Problem. The response must consist of every record, restated word for word.

Raw data.
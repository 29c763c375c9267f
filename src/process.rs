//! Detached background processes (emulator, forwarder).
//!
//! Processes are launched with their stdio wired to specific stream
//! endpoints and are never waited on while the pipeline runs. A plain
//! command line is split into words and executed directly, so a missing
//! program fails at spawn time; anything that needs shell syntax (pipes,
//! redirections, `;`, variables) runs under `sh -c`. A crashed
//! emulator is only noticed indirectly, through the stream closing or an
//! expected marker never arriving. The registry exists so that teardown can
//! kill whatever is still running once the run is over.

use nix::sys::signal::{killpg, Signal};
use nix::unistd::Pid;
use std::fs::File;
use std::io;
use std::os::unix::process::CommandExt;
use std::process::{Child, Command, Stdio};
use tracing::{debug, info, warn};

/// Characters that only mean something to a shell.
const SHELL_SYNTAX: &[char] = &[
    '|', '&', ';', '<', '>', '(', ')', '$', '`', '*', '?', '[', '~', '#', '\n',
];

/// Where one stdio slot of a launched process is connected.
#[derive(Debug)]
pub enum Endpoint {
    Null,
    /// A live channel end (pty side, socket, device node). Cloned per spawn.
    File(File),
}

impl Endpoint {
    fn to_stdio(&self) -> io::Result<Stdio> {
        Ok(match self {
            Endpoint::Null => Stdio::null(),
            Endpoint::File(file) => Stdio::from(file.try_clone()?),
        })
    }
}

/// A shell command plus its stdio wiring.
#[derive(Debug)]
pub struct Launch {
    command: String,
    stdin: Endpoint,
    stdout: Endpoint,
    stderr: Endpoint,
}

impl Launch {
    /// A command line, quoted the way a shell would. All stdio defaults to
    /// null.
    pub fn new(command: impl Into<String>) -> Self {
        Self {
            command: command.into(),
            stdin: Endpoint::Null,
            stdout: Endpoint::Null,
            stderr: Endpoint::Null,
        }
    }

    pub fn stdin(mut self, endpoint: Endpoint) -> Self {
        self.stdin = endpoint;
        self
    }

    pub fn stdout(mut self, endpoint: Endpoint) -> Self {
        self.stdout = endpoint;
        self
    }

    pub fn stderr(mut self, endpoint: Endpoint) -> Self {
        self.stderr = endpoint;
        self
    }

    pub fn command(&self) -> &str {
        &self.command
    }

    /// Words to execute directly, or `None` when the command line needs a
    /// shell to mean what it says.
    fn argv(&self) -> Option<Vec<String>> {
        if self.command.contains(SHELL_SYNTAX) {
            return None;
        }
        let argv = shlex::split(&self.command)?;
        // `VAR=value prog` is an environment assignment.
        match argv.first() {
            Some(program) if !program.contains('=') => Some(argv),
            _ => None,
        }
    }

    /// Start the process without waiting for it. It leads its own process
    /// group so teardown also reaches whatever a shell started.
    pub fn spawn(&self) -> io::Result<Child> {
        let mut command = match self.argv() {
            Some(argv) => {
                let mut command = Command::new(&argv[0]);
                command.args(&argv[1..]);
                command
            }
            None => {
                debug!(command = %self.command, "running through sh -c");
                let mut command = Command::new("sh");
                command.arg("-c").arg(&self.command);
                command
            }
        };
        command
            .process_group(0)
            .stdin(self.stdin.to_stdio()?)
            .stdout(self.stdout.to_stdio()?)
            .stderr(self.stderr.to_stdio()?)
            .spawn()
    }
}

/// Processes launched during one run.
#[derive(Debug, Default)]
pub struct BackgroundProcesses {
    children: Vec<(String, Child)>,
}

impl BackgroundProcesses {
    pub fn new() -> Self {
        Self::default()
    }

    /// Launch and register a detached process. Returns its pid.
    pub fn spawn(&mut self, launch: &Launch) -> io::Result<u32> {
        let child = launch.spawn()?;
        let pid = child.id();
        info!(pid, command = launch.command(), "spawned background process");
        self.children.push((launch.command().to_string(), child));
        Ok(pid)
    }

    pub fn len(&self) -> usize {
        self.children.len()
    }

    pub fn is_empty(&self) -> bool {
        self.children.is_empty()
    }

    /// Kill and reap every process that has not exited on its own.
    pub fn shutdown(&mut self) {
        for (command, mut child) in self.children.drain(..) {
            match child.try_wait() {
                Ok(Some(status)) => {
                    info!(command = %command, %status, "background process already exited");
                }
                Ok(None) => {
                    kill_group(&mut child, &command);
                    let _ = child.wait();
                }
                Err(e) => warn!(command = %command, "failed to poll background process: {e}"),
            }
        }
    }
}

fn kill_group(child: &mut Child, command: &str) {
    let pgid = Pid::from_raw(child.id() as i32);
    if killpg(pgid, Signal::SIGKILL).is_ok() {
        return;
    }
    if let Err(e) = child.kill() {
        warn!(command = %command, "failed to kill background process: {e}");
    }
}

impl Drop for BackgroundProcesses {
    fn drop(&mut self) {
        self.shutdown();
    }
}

Your solution.
repository 29c763c375c9267f
filename src/process.rs
//! Detached background processes (emulator, forwarder).
//!
//! Processes are launched with their stdio wired to specific stream
//! endpoints and are never waited on while the pipeline runs. A plain
//! command line is split into words and executed directly, so a missing
//! program fails at spawn time; anything that needs shell syntax (pipes,
//! redirections, `;`, variables) runs under `sh -c`. A crashed
//! emulator is only noticed indirectly, through the stream closing or an
//! expected marker never arriving. The registry exists so that teardown can
//! kill whatever is still running once the run is over.

use nix::sys::signal::{killpg, Signal};
use nix::unistd::Pid;
use std::fs::File;
use std::io;
use std::os::unix::process::CommandExt;
use std::process::{Child, Command, Stdio};
use tracing::{debug, info, warn};

/// Characters that only mean something to a shell.
const SHELL_SYNTAX: &[char] = &[
    '|', '&', ';', '<', '>', '(', ')', '$', '`', '*', '?', '[', '~', '#', '\n',
];

/// Where one stdio slot of a launched process is connected.
#[derive(Debug)]
pub enum Endpoint {
    Null,
    /// A live channel end (pty side, socket, device node). Cloned per spawn.
    File(File),
}

impl Endpoint {
    fn to_stdio(&self) -> io::Result<Stdio> {
        Ok(match self {
            Endpoint::Null => Stdio::null(),
            Endpoint::File(file) => Stdio::from(file.try_clone()?),
        })
    }
}

/// A shell command plus its stdio wiring.
#[derive(Debug)]
pub struct Launch {
    command: String,
    stdin: Endpoint,
    stdout: Endpoint,
    stderr: Endpoint,
}

impl Launch {
    /// A command line, quoted the way a shell would. All stdio defaults to
    /// null.
    pub fn new(command: impl Into<String>) -> Self {
        Self {
            command: command.into(),
            stdin: Endpoint::Null,
            stdout: Endpoint::Null,
            stderr: Endpoint::Null,
        }
    }

    pub fn stdin(mut self, endpoint: Endpoint) -> Self {
        self.stdin = endpoint;
        self
    }

    pub fn stdout(mut self, endpoint: Endpoint) -> Self {
        self.stdout = endpoint;
        self
    }

    pub fn stderr(mut self, endpoint: Endpoint) -> Self {
        self.stderr = endpoint;
        self
    }

    pub fn command(&self) -> &str {
        &self.command
    }

    /// Words to execute directly, or `None` when the command line needs a
    /// shell to mean what it says.
    fn argv(&self) -> Option<Vec<String>> {
        if self.command.contains(SHELL_SYNTAX) {
            return None;
        }
        let argv = shlex::split(&self.command)?;
        // `VAR=value prog` is an environment assignment.
        match argv.first() {
            Some(program) if !program.contains('=') => Some(argv),
            _ => None,
        }
    }

    /// Start the process without waiting for it. It leads its own process
    /// group so teardown also reaches whatever a shell started.
    pub fn spawn(&self) -> io::Result<Child> {
        let mut command = match self.argv() {
            Some(argv) => {
                let mut command = Command::new(&argv[0]);
                command.args(&argv[1..]);
                command
            }
            None => {
                debug!(command = %self.command, "running through sh -c");
                let mut command = Command::new("sh");
                command.arg("-c").arg(&self.command);
                command
            }
        };
        command
            .process_group(0)
            .stdin(self.stdin.to_stdio()?)
            .stdout(self.stdout.to_stdio()?)
            .stderr(self.stderr.to_stdio()?)
            .spawn()
    }
}

/// Processes launched during one run.
#[derive(Debug, Default)]
pub struct BackgroundProcesses {
    children: Vec<(String, Child)>,
}

impl BackgroundProcesses {
    pub fn new() -> Self {
        Self::default()
    }

    /// Launch and register a detached process. Returns its pid.
    pub fn spawn(&mut self, launch: &Launch) -> io::Result<u32> {
        let child = launch.spawn()?;
        let pid = child.id();
        info!(pid, command = launch.command(), "spawned background process");
        self.children.push((launch.command().to_string(), child));
        Ok(pid)
    }

    pub fn len(&self) -> usize {
        self.children.len()
    }

    pub fn is_empty(&self) -> bool {
        self.children.is_empty()
    }

    /// Kill and reap every process that has not exited on its own.
    pub fn shutdown(&mut self) {
        for (command, mut child) in self.children.drain(..) {
            match child.try_wait() {
                Ok(Some(status)) => {
                    info!(command = %command, %status, "background process already exited");
                }
                Ok(None) => {
                    kill_group(&mut child, &command);
                    let _ = child.wait();
                }
                Err(e) => warn!(command = %command, "failed to poll background process: {e}"),
            }
        }
    }
}

fn kill_group(child: &mut Child, command: &str) {
    let pgid = Pid::from_raw(child.id() as i32);
    if killpg(pgid, Signal::SIGKILL).is_ok() {
        return;
    }
    if let Err(e) = child.kill() {
        warn!(command = %command, "failed to kill background process: {e}");
    }
}

impl Drop for BackgroundProcesses {
    fn drop(&mut self) {
        self.shutdown();
    }
}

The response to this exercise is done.